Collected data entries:

======

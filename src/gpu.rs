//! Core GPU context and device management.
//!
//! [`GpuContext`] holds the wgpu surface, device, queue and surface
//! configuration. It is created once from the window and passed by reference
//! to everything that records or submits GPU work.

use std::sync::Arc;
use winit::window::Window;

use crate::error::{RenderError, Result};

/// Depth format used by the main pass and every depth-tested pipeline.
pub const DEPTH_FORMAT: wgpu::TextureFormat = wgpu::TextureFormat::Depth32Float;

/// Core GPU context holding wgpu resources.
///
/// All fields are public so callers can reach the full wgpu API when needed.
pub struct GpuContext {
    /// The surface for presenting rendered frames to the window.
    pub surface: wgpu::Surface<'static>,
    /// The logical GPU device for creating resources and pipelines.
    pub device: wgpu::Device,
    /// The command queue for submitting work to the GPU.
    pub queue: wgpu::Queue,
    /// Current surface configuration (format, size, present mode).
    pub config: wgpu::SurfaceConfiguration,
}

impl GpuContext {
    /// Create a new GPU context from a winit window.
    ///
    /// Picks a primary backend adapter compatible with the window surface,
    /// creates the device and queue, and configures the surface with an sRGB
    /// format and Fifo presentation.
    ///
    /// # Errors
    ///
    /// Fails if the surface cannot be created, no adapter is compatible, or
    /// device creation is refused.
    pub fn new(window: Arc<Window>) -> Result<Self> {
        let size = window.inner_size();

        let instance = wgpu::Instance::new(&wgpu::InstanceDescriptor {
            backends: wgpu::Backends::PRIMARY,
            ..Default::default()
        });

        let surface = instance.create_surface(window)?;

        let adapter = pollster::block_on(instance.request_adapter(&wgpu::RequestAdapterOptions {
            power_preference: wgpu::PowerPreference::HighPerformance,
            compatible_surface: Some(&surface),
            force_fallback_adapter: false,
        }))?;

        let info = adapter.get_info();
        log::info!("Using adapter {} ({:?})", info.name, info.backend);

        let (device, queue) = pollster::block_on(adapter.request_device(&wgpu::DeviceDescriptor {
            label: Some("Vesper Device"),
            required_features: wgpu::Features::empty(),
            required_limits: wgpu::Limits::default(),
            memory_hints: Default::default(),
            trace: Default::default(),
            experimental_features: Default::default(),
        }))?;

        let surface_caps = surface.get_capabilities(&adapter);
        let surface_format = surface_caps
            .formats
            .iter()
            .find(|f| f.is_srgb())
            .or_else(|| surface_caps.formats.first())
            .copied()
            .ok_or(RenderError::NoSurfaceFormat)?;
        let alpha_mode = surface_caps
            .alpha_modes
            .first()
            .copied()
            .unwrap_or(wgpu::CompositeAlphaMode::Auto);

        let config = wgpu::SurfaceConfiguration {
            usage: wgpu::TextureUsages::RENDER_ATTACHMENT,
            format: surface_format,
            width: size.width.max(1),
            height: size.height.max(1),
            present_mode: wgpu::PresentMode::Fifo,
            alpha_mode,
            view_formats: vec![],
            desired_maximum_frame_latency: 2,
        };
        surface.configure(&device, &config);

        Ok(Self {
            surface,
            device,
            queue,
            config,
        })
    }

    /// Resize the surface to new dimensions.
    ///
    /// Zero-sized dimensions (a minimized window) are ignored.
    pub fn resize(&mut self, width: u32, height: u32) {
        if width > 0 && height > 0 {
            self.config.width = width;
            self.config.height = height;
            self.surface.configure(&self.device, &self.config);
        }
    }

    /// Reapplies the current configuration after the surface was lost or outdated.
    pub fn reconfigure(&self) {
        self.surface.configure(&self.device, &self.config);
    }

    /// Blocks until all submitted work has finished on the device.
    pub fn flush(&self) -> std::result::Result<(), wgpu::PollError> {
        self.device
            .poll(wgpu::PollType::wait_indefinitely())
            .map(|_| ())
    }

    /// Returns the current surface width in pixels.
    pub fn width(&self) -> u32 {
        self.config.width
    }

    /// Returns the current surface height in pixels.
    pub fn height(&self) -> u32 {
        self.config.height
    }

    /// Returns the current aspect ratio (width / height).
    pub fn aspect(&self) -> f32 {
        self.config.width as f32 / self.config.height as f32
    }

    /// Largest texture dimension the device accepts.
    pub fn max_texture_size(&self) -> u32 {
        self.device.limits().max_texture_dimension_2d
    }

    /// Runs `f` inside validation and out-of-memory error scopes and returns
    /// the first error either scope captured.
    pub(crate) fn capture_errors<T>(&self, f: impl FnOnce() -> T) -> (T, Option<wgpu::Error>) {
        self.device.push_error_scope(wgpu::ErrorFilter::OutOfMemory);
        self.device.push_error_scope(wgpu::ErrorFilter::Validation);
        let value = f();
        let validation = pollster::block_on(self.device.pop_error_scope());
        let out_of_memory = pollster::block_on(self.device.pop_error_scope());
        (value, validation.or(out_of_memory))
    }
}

======

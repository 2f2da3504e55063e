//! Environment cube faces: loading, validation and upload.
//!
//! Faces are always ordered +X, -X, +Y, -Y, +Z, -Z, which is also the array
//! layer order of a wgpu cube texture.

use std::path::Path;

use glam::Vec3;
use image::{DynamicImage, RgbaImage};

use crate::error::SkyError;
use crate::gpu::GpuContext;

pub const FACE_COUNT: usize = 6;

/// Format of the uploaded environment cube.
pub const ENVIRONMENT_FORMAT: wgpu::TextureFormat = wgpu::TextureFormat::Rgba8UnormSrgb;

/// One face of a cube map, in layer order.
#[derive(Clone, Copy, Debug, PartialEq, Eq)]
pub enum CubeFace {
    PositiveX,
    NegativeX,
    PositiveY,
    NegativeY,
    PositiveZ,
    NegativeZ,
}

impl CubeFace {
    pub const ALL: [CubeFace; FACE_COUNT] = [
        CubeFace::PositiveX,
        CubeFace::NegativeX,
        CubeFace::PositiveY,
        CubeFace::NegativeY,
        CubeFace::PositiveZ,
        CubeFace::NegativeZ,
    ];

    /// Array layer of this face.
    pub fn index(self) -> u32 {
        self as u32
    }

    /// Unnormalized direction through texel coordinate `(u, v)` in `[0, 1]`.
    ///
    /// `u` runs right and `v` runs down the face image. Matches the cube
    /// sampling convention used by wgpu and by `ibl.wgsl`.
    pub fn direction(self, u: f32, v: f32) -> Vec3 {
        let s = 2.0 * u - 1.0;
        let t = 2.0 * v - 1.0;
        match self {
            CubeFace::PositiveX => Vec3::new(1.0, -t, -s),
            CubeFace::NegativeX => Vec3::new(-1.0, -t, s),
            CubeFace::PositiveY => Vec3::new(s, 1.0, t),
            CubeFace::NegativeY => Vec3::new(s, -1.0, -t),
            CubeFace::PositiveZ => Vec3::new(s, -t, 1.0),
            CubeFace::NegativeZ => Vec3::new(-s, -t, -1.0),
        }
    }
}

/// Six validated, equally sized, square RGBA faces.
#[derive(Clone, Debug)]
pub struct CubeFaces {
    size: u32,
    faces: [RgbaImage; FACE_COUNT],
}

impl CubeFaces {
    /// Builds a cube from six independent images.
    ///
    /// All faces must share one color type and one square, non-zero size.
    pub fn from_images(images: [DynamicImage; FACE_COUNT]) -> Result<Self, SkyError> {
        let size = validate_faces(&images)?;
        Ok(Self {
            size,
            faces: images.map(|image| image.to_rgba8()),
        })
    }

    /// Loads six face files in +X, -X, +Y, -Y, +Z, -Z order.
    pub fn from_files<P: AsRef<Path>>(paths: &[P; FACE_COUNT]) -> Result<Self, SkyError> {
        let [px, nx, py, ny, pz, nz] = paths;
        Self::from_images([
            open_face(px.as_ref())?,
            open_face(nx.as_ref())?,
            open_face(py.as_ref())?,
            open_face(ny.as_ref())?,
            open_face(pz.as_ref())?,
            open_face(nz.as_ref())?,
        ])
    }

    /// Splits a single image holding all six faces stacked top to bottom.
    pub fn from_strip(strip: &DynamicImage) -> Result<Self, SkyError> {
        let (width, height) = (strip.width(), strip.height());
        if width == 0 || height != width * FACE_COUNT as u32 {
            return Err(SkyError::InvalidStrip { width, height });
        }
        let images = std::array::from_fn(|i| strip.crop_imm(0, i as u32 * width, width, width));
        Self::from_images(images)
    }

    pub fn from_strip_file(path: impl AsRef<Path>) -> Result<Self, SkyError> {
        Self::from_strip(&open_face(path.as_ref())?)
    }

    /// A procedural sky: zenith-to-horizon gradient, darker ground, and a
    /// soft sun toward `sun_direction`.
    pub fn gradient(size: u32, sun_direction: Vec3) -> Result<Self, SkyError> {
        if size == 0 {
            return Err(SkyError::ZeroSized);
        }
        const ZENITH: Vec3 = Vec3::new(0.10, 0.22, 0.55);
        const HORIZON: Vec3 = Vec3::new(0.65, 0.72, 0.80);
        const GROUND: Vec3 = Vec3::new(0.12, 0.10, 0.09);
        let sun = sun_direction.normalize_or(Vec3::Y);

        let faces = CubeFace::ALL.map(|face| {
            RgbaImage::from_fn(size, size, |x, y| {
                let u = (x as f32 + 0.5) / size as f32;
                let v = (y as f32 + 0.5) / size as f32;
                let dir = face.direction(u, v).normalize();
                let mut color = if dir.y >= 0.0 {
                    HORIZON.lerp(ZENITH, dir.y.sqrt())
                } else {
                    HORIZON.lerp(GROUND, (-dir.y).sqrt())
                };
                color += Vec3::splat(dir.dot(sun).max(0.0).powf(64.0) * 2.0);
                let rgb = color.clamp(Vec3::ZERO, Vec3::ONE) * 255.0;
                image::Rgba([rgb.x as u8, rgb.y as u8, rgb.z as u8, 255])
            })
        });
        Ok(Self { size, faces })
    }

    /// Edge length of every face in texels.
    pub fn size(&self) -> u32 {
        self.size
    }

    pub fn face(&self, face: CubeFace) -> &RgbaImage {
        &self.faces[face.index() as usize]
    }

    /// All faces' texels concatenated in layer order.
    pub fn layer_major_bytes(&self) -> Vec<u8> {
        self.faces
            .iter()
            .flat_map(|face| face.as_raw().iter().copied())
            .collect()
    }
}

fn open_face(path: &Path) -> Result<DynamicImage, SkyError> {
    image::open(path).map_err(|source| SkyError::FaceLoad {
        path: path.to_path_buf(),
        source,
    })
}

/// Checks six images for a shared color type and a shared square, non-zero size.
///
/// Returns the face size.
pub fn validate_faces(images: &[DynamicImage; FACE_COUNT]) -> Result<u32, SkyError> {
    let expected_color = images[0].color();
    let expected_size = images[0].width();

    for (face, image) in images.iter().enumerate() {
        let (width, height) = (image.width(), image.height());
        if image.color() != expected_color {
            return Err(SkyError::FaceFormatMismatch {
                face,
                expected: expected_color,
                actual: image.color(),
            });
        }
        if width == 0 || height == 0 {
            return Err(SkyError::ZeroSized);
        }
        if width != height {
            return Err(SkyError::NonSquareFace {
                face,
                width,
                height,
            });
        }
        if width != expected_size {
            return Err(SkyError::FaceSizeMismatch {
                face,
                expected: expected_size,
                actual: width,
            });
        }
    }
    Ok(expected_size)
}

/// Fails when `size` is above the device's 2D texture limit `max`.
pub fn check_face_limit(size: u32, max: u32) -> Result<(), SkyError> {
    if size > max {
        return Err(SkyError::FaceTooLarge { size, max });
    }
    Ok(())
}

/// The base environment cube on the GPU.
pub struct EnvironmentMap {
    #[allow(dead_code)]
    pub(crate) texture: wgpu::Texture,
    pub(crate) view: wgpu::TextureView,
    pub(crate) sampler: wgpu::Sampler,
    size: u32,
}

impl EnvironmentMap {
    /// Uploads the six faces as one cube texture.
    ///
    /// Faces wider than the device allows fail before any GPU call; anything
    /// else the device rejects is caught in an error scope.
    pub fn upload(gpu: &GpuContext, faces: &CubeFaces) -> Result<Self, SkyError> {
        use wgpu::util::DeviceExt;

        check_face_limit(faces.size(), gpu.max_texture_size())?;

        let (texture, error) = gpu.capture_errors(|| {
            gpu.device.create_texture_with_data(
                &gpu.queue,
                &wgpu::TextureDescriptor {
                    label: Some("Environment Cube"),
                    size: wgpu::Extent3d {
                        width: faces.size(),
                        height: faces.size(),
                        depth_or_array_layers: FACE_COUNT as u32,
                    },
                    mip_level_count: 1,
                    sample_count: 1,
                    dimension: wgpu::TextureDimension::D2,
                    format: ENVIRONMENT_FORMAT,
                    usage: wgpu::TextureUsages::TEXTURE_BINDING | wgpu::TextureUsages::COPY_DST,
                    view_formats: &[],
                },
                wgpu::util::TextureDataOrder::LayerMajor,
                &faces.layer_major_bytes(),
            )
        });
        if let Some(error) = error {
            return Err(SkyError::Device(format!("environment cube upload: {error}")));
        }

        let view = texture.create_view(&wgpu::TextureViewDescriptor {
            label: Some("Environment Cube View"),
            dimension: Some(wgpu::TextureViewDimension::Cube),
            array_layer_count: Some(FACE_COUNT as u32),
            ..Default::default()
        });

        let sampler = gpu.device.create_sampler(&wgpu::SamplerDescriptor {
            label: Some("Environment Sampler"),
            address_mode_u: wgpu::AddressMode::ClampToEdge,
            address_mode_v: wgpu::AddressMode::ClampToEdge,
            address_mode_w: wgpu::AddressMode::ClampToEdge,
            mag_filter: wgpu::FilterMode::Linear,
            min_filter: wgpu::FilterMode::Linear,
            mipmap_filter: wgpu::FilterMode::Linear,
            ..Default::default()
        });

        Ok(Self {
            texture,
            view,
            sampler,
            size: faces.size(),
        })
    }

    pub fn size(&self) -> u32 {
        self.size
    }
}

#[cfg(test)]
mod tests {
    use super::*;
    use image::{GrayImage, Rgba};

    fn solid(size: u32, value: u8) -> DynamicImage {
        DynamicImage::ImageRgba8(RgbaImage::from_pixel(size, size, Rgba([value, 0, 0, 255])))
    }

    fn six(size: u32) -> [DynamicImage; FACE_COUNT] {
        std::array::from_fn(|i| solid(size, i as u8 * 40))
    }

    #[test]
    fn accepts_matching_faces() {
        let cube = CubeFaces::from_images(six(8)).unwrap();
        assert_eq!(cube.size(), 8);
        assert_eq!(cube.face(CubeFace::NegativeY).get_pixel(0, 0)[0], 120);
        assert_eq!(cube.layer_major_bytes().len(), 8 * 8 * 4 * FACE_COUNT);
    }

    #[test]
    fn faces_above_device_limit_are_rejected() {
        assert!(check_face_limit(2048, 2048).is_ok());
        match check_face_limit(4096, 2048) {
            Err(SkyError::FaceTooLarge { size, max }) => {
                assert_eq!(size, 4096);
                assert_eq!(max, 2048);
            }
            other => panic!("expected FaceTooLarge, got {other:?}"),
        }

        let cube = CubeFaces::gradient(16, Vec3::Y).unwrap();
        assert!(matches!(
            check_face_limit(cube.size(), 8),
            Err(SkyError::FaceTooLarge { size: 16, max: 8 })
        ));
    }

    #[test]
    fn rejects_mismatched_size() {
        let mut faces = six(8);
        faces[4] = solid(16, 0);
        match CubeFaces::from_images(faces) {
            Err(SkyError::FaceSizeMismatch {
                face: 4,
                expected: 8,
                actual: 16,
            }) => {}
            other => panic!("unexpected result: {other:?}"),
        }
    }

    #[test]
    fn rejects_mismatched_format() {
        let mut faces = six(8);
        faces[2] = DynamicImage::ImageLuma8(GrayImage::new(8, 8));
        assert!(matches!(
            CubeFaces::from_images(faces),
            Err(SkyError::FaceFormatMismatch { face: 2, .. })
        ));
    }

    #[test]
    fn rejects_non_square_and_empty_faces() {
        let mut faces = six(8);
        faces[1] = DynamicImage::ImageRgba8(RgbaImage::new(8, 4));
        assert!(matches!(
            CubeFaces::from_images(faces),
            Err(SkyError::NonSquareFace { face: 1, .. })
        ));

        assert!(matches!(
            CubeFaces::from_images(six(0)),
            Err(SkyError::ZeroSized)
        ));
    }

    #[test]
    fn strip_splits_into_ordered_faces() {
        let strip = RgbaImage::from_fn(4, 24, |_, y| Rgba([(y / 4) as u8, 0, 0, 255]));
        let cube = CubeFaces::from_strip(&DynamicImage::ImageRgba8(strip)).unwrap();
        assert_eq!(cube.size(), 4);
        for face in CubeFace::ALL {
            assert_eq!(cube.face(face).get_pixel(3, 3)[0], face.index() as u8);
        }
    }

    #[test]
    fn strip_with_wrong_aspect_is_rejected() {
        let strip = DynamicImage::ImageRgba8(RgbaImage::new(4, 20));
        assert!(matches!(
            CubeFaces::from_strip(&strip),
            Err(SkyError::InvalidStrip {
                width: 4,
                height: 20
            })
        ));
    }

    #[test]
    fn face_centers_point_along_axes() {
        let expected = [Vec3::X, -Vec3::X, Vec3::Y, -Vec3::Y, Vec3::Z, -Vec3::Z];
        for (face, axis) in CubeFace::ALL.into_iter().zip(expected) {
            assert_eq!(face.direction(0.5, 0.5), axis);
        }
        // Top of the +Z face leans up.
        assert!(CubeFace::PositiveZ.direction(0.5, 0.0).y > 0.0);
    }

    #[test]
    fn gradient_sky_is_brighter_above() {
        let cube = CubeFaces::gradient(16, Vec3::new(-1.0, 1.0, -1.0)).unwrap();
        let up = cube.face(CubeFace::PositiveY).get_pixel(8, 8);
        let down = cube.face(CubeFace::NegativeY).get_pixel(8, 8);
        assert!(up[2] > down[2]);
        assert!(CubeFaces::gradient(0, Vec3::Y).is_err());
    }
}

======

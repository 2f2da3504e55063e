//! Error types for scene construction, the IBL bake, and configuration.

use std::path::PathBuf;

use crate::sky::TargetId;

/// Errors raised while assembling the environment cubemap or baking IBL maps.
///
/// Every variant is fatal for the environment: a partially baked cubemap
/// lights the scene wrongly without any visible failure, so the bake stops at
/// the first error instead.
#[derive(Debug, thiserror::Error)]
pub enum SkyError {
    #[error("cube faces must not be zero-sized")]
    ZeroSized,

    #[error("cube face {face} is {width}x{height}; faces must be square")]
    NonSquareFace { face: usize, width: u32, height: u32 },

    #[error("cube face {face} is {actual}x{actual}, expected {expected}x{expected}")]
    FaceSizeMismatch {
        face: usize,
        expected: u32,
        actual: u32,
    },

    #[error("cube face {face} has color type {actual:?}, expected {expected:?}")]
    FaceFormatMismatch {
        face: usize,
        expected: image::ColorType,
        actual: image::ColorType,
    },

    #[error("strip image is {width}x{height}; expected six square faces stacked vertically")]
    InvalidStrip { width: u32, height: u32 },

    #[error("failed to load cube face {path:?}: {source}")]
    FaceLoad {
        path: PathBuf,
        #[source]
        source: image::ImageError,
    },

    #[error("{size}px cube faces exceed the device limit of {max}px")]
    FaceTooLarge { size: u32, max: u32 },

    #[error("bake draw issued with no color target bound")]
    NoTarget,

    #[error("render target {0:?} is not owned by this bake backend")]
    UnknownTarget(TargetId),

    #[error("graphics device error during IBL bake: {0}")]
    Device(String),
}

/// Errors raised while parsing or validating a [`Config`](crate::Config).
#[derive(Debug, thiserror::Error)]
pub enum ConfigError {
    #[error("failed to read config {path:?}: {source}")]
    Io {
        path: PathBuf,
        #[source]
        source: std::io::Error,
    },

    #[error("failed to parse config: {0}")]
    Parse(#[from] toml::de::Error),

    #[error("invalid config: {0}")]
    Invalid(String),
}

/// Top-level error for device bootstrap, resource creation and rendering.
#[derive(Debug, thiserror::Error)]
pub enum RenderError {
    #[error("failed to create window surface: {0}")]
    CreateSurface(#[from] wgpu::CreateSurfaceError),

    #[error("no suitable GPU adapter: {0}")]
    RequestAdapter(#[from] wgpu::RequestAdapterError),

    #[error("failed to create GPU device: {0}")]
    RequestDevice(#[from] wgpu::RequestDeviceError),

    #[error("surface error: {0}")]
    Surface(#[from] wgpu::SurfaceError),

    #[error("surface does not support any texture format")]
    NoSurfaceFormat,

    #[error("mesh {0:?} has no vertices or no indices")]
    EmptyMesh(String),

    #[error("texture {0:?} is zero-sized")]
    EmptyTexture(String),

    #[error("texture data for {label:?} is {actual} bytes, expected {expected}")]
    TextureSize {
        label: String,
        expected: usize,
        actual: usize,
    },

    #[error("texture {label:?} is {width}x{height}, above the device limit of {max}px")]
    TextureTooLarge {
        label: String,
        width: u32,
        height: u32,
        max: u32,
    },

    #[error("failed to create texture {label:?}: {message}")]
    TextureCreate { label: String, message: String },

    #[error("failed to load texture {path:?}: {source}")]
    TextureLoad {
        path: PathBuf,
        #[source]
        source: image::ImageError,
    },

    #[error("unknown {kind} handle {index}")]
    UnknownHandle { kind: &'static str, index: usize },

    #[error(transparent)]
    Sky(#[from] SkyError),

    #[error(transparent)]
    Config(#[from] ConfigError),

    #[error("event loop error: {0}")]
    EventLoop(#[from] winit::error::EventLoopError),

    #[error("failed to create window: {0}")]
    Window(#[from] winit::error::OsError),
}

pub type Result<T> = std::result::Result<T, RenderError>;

======

- _Task requirements_
What is the number of lines in the preceding entries that hold the string "NegativeZ"? Give it alone.

- _Solution for this exercise_
3